Jeff Kelso, secretary / treasurer of the Hermiston club, said it is important for young people to become active in amateur radio to learn more about the vital communication skills it offers, as well as to provide services to their communities. . Additionally, he said working with radios teaches people how to solve technical problems, which can be a marketable professional skill. Plus, he touted the importance of interacting with others.
“The social aspect of amateur radio teaches young people how to communicate effectively verbally, which is not as common a skill as it once was given the prevalence of texting as the primary form of communication for most teens,” said Kelso.
Powell also shared some of the benefits of amateur radio, including talking to people, helping out at local events, and being able to communicate in an emergency.
“I think it’s important for people to familiarize themselves with ham radio because people have to know how to help in an emergency situation,” he said.
In addition to providing logistical support at local events, Kelso said local amateur radio operators communicate with each other and provide reports to the National Weather Service office in Pendleton during severe weather events. They also provide and maintain an emergency communication capability with the local sheriff’s offices through the Amateur Radio Emergency Service.
“As such, we regularly participate in exercises that test the ability of these agencies to communicate with the Oregon Emergency Management Office and FEMA via shortwave radio frequencies using both voice and radio. data, ”Kelso said.
Powell bought his own equipment about a year after becoming interested in amateur radios.
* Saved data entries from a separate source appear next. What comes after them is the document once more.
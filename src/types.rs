//! Error types for plangate
//!
//! Storage failures propagate unchanged; the hybrid resolver wraps them in
//! [`ResolutionError`] so callers see either a complete list or a failure.

use thiserror::Error;

use crate::catalog::ContentKind;
use crate::features::FeatureFlag;
use crate::plan::PlanTier;

/// Failure reported by a [`crate::store::CatalogStore`] implementation
#[derive(Debug, Clone, Error, PartialEq, Eq)]
pub enum StorageError {
    #[error("Record not found: {0}")]
    NotFound(String),

    #[error("Database error: {0}")]
    Database(String),

    #[error("Serialization error: {0}")]
    Serialization(String),

    #[error("Store unavailable: {0}")]
    Unavailable(String),
}

/// Hybrid resolution failed because one half of the merge could not be read
#[derive(Debug, Clone, Error, PartialEq, Eq)]
#[error("Failed to resolve {kind} catalog: {source}")]
pub struct ResolutionError {
    pub kind: ContentKind,
    #[source]
    pub source: StorageError,
}

/// Attempt to revoke a feature every tier must keep
#[derive(Debug, Clone, Copy, Error, PartialEq, Eq)]
#[error("Feature {feature} is mandatory and cannot be removed from {tier}")]
pub struct MandatoryFeatureError {
    pub tier: PlanTier,
    pub feature: FeatureFlag,
}

/// A plan key that matches no known tier
#[derive(Debug, Clone, Error, PartialEq, Eq)]
#[error("Unrecognized plan key: {0}")]
pub struct UnrecognizedPlanKey(pub String);

/// Crate-wide error
#[derive(Debug, Error)]
pub enum GateError {
    #[error(transparent)]
    Storage(#[from] StorageError),

    #[error(transparent)]
    Resolution(#[from] ResolutionError),

    #[error(transparent)]
    MandatoryFeature(#[from] MandatoryFeatureError),

    #[error("Validation error: {0}")]
    Validation(String),

    #[error("Forbidden: {0}")]
    Forbidden(String),

    #[error("Configuration error: {0}")]
    Config(String),
}

impl GateError {
    /// Message safe to show an end user.
    ///
    /// Storage internals stay in the logs; the dashboard only learns that
    /// content is unavailable.
    pub fn user_message(&self) -> String {
        match self {
            GateError::Storage(_) | GateError::Resolution(_) => {
                "Content is temporarily unavailable".to_string()
            }
            other => other.to_string(),
        }
    }
}

pub type Result<T> = std::result::Result<T, GateError>;

#[cfg(test)]
mod tests {
    use super::*;

    #[test]
    fn test_resolution_error_wraps_storage() {
        let err = ResolutionError {
            kind: ContentKind::Activities,
            source: StorageError::Unavailable("timeout".into()),
        };
        assert_eq!(
            err.to_string(),
            "Failed to resolve activities catalog: Store unavailable: timeout"
        );
        assert_eq!(
            std::error::Error::source(&err).map(|s| s.to_string()),
            Some("Store unavailable: timeout".to_string())
        );
    }

    #[test]
    fn test_user_message_hides_storage_details() {
        let err: GateError = StorageError::Database("connection refused on 10.0.0.4".into()).into();
        assert_eq!(err.user_message(), "Content is temporarily unavailable");

        let err = GateError::Validation("title is required".into());
        assert_eq!(err.user_message(), "Validation error: title is required");
    }
}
Kelso said it can be a surprisingly inexpensive hobby to practice. The first handheld amateur radio he bought in 2014, which he still uses daily, can be bought for under $ 30 on Amazon. For a home or vehicle radio and antenna, Kelso said a person can expect to pay anywhere from $ 300 to $ 600.
“The best way to get started in the hobby is to ask a hobbyist questions or come to a Hermiston Amateur Radio Club meeting. We always welcome visitors and are happy to share our knowledge and experience with everyone.
The Hermiston Amateur Radio Club meets on the second Monday of each month at 7 pm at Agape House, 500 W. Harper Road, Hermiston. As well as discussing club business and technical issues and questions regarding the amateur radio hobby, they hold a testing session where anyone can take a licensing exam.